‘Every important date is in there’: Biden to take oath on his family Bible
WASHINGTON — President-elect Joe Biden and Vice President-elect Kamala Harris will take their oaths of office Wednesday using Bibles that are laden with personal meaning, writing new chapters in a long-running American tradition — and one that appears nowhere in law.
The Constitution does not require the use of a specific text for swearing-in ceremonies and specifies only the wording of the president’s oath. That wording does not include the phrase “so help me God,” but every modern president has appended it to his oath, and most have chosen symbolically significant Bibles for their inaugurations.
That includes Biden, who plans to use the same family Bible that he chose for his two swearing-in ceremonies as vice president and the seven oaths he took as senator from Delaware.
The tome, which is several inches thick and which Biden’s late son, Beau, also used when he was sworn in as Delaware attorney general, has been a family heirloom since 1893, and “every important date is in there,” Biden told late-night talk show host Stephen Colbert last month.
“Why is your Bible bigger than mine? Do you have more Jesus than I do?” quipped Colbert, who, like Biden, is a practicing Roman Catholic.
Biden’s use of his family Bible underscores the prominent role that his faith has played in his personal and professional lives — and will continue to do so as he becomes only the second Catholic president in history, after John F. Kennedy Jr.
After half a century as a senator and vice president, Biden assumes the presidency at a time when the country faces health, economic and societal crises.
He follows in the tradition of many other presidents who used family-owned Bibles to take their oaths, including Ronald Reagan and Franklin D. Roosevelt, according to the Joint Congressional Committee on Inaugural Ceremonies.
Some have had their Bibles opened to personally relevant passages during their ceremonies. Bill Clinton, for example, chose Isaiah 58:12 — which urges the devout to be a “repairer of the breach” — for his second inauguration after a first term marked by political fights with conservatives.

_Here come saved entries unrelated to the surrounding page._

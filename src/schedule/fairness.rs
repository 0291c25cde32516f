use std::collections::{HashMap, HashSet};
use serde::Serialize;
use super::catalog::PairCatalog;
use super::types::{Game, Pair, PlayerId};

/// Round index recorded for a player who has not played yet
pub const NEVER_PLAYED: i64 = -1;

/// Per-player participation counters
#[derive(Debug, Clone, Copy, PartialEq, Eq, Serialize)]
#[serde(rename_all = "camelCase")]
pub struct PlayerFairness {
    pub play_count: u32,
    pub last_played_round: i64,
    pub breaks: u32,
    pub rounds_sat_out: u32,
}

impl Default for PlayerFairness {
    fn default() -> Self {
        PlayerFairness {
            play_count: 0,
            last_played_round: NEVER_PLAYED,
            breaks: 0,
            rounds_sat_out: 0,
        }
    }
}

/// Mutable fairness bookkeeping for one scheduling call
#[derive(Debug, Clone)]
pub struct FairnessState {
    players: Vec<PlayerId>,
    per_player: HashMap<PlayerId, PlayerFairness>,
    pair_count: HashMap<Pair, u32>,
    previous_round: HashSet<PlayerId>,
    rounds_played: usize,
}

impl FairnessState {
    pub fn new(players: &[PlayerId], pairs: &PairCatalog) -> Self {
        FairnessState {
            players: players.to_vec(),
            per_player: players.iter().map(|&p| (p, PlayerFairness::default())).collect(),
            pair_count: pairs.pairs().iter().map(|&pair| (pair, 0)).collect(),
            previous_round: HashSet::new(),
            rounds_played: 0,
        }
    }

    /// Players in the order they were supplied
    pub fn players(&self) -> &[PlayerId] {
        &self.players
    }

    pub fn player(&self, player: PlayerId) -> PlayerFairness {
        self.per_player.get(&player).copied().unwrap_or_default()
    }

    pub fn play_count(&self, player: PlayerId) -> u32 {
        self.player(player).play_count
    }

    pub fn last_played_round(&self, player: PlayerId) -> i64 {
        self.player(player).last_played_round
    }

    pub fn breaks(&self, player: PlayerId) -> u32 {
        self.player(player).breaks
    }

    pub fn pair_count(&self, pair: &Pair) -> u32 {
        self.pair_count.get(pair).copied().unwrap_or(0)
    }

    pub fn pair_counts(&self) -> &HashMap<Pair, u32> {
        &self.pair_count
    }

    pub fn total_pair_count(&self) -> u32 {
        self.pair_count.values().sum()
    }

    pub fn previous_round_players(&self) -> &HashSet<PlayerId> {
        &self.previous_round
    }

    /// How many of `players` also played in the preceding round
    pub fn previous_round_overlap(&self, players: &[PlayerId]) -> usize {
        players.iter().filter(|p| self.previous_round.contains(*p)).count()
    }

    pub fn rounds_played(&self) -> usize {
        self.rounds_played
    }

    /// Applies the outcome of round `round` to every counter
    pub fn record_round(&mut self, round: usize, game: &Game) {
        for pair in game.pairs() {
            *self.pair_count.entry(pair).or_insert(0) += 1;
        }
        for player in &self.players {
            let entry = self.per_player.entry(*player).or_default();
            if game.contains(*player) {
                entry.play_count += 1;
                entry.last_played_round = round as i64;
                entry.breaks = 0;
            } else {
                entry.breaks += 1;
                entry.rounds_sat_out += 1;
            }
        }
        self.previous_round = game.players().into_iter().collect();
        self.rounds_played = round + 1;
    }
}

Others took their oaths on closed Bibles, including Kennedy, who in 1961 used his family’s century-old tome with a large cross on the front, similar to Biden’s.
The tradition of using a Bible dates as far back as the presidency itself; the holy book used by George Washington later went on display at the Smithsonian Institution on loan from the Masonic lodge that provided it in 1789. Washington’s Bible was later used for the oaths by Warren G. Harding, Dwight D. Eisenhower, Jimmy Carter and George H.W. Bush.

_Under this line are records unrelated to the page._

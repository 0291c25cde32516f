use std::collections::HashSet;
use super::types::{Game, Pair, PlayerId};

/// Every unordered pair of players, in input order (i < j)
#[derive(Debug, Clone)]
pub struct PairCatalog {
    pairs: Vec<Pair>,
}

impl PairCatalog {
    pub fn new(players: &[PlayerId]) -> Self {
        let mut pairs = Vec::with_capacity(players.len() * players.len().saturating_sub(1) / 2);
        for i in 0..players.len() {
            for j in (i + 1)..players.len() {
                if let Some(pair) = Pair::new(players[i], players[j]) {
                    pairs.push(pair);
                }
            }
        }
        PairCatalog { pairs }
    }

    pub fn pairs(&self) -> &[Pair] {
        &self.pairs
    }

    pub fn len(&self) -> usize {
        self.pairs.len()
    }
}

/// Every valid game: two disjoint pairs, canonical, in pair enumeration order
#[derive(Debug, Clone)]
pub struct GameCatalog {
    games: Vec<Game>,
    index: HashSet<Game>,
}

impl GameCatalog {
    pub fn new(pairs: &PairCatalog) -> Self {
        let pairs = pairs.pairs();
        let mut games = Vec::new();
        let mut index = HashSet::new();
        for i in 0..pairs.len() {
            for j in (i + 1)..pairs.len() {
                if let Some(game) = Game::new(pairs[i], pairs[j]) {
                    if index.insert(game) {
                        games.push(game);
                    }
                }
            }
        }
        GameCatalog { games, index }
    }

    pub fn games(&self) -> &[Game] {
        &self.games
    }

    pub fn len(&self) -> usize {
        self.games.len()
    }

    pub fn is_empty(&self) -> bool {
        self.games.is_empty()
    }

    pub fn first(&self) -> Option<&Game> {
        self.games.first()
    }

    /// Membership ignores team order since games are canonical
    pub fn contains(&self, game: &Game) -> bool {
        self.index.contains(game)
    }
}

As he exits the White House President Trump is disrupting many of the most critical and cherished traditions of handing power from one president to another.
But not every president has used a Bible. Theodore Roosevelt took his 1901 oath without one after the death of William McKinley, while John Quincy Adams used a law book in 1825, according to his own account.

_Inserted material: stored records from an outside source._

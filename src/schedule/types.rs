use std::cmp::Ordering;
use serde::{Deserialize, Serialize};

/// Caller-supplied player identifier
pub type PlayerId = u32;

/// Two distinct players teamed together, stored lowest id first
#[derive(Debug, Clone, Copy, PartialEq, Eq, Hash, PartialOrd, Ord, Serialize, Deserialize)]
pub struct Pair(PlayerId, PlayerId);

impl Pair {
    /// Canonical pair of two players, or `None` if they are the same player
    pub fn new(a: PlayerId, b: PlayerId) -> Option<Self> {
        match a.cmp(&b) {
            Ordering::Less => Some(Pair(a, b)),
            Ordering::Greater => Some(Pair(b, a)),
            Ordering::Equal => None,
        }
    }

    pub fn first(&self) -> PlayerId {
        self.0
    }

    pub fn second(&self) -> PlayerId {
        self.1
    }

    pub fn players(&self) -> [PlayerId; 2] {
        [self.0, self.1]
    }

    pub fn contains(&self, player: PlayerId) -> bool {
        self.0 == player || self.1 == player
    }

    /// True if the two pairs have at least one player in common
    pub fn overlaps(&self, other: &Pair) -> bool {
        other.contains(self.0) || other.contains(self.1)
    }
}

/// One doubles match: two disjoint pairs
///
/// Always canonical: `team_a` holds the pair with the lower first player, so
/// two games with the same teams compare equal regardless of construction order.
#[derive(Debug, Clone, Copy, PartialEq, Eq, Hash, Serialize, Deserialize)]
#[serde(rename_all = "camelCase")]
pub struct Game {
    pub team_a: Pair,
    pub team_b: Pair,
}

impl Game {
    /// Builds the canonical game for two teams, or `None` if they share a player
    pub fn new(first: Pair, second: Pair) -> Option<Self> {
        if first.overlaps(&second) {
            return None;
        }
        let (team_a, team_b) = if first.first() <= second.first() {
            (first, second)
        } else {
            (second, first)
        };
        Some(Game { team_a, team_b })
    }

    pub fn pairs(&self) -> [Pair; 2] {
        [self.team_a, self.team_b]
    }

    pub fn players(&self) -> [PlayerId; 4] {
        [
            self.team_a.first(),
            self.team_a.second(),
            self.team_b.first(),
            self.team_b.second(),
        ]
    }

    pub fn contains(&self, player: PlayerId) -> bool {
        self.team_a.contains(player) || self.team_b.contains(player)
    }
}

/// Ordered list of games, index = round number
#[derive(Debug, Clone, PartialEq, Eq, Serialize, Deserialize)]
pub struct Schedule {
    pub games: Vec<Game>,
}

impl Schedule {
    pub fn len(&self) -> usize {
        self.games.len()
    }

    pub fn is_empty(&self) -> bool {
        self.games.is_empty()
    }
}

Some have employed multiple Bibles during their ceremonies: Both Barack Obama and Donald Trump chose to use, among others, the copy that Abraham Lincoln used in 1861.
Harris plans to do the same for her vice presidential oath, using a Bible owned by a close family friend and one that belonged to the late Supreme Court Justice Thurgood Marshall. Harris has spoken of her admiration of Marshall, a fellow Howard University graduate and trailblazer in government as the high court’s first African American justice.
“When I raise my right hand and take the oath of office tomorrow, I carry with me two heroes who’d speak up for the voiceless and help those in need,” Harris tweeted Tuesday, referring to Marshall and friend Regina Shelton, whose Bible she swore on when becoming attorney general of California and later senator.
Harris, who attended both Baptist and Hindu services as a child, worships as a Baptist as an adult.
Introducing “Covering Kamala Harris,” a new political beat from the Los Angeles Times.
While U.S. lawmakers have typically used Bibles for their oaths, some have chosen alternatives that reflect their religious diversity.
Democratic Rep. Keith Ellison of Minnesota, the first Muslim elected to Congress, in 2007 used a Koran that belonged to Thomas Jefferson, prompting objections from some Christian conservatives.
Jefferson’s Koran made a return in 2019 at the swearing-in ceremony of Michigan Democratic Rep. Rashida Tlaib, one of the first two Muslim women elected to Congress.
Rep. Debbie Wasserman Schultz (D-Fla.) chose a Hebrew Bible in 2005 to reflect her Jewish faith. Newly elected incoming Georgia Democratic Sen. Jon Ossoff, who is also Jewish and who will be sworn in Wednesday, plans to use Hebrew scripture belonging to Rabbi Jacob Rothschild, an ally of the Rev. Martin Luther King Jr. in the civil rights movement.
Former Rep. Tulsi Gabbard (D-Hawaii) opted for the Bhagavad Gita in 2013 after becoming the first Hindu elected to Congress.
And Sen. Kyrsten Sinema (D-Ariz.), the only member of the current Congress who identifies as “religiously unaffiliated,” took her oath on the Constitution in 2018.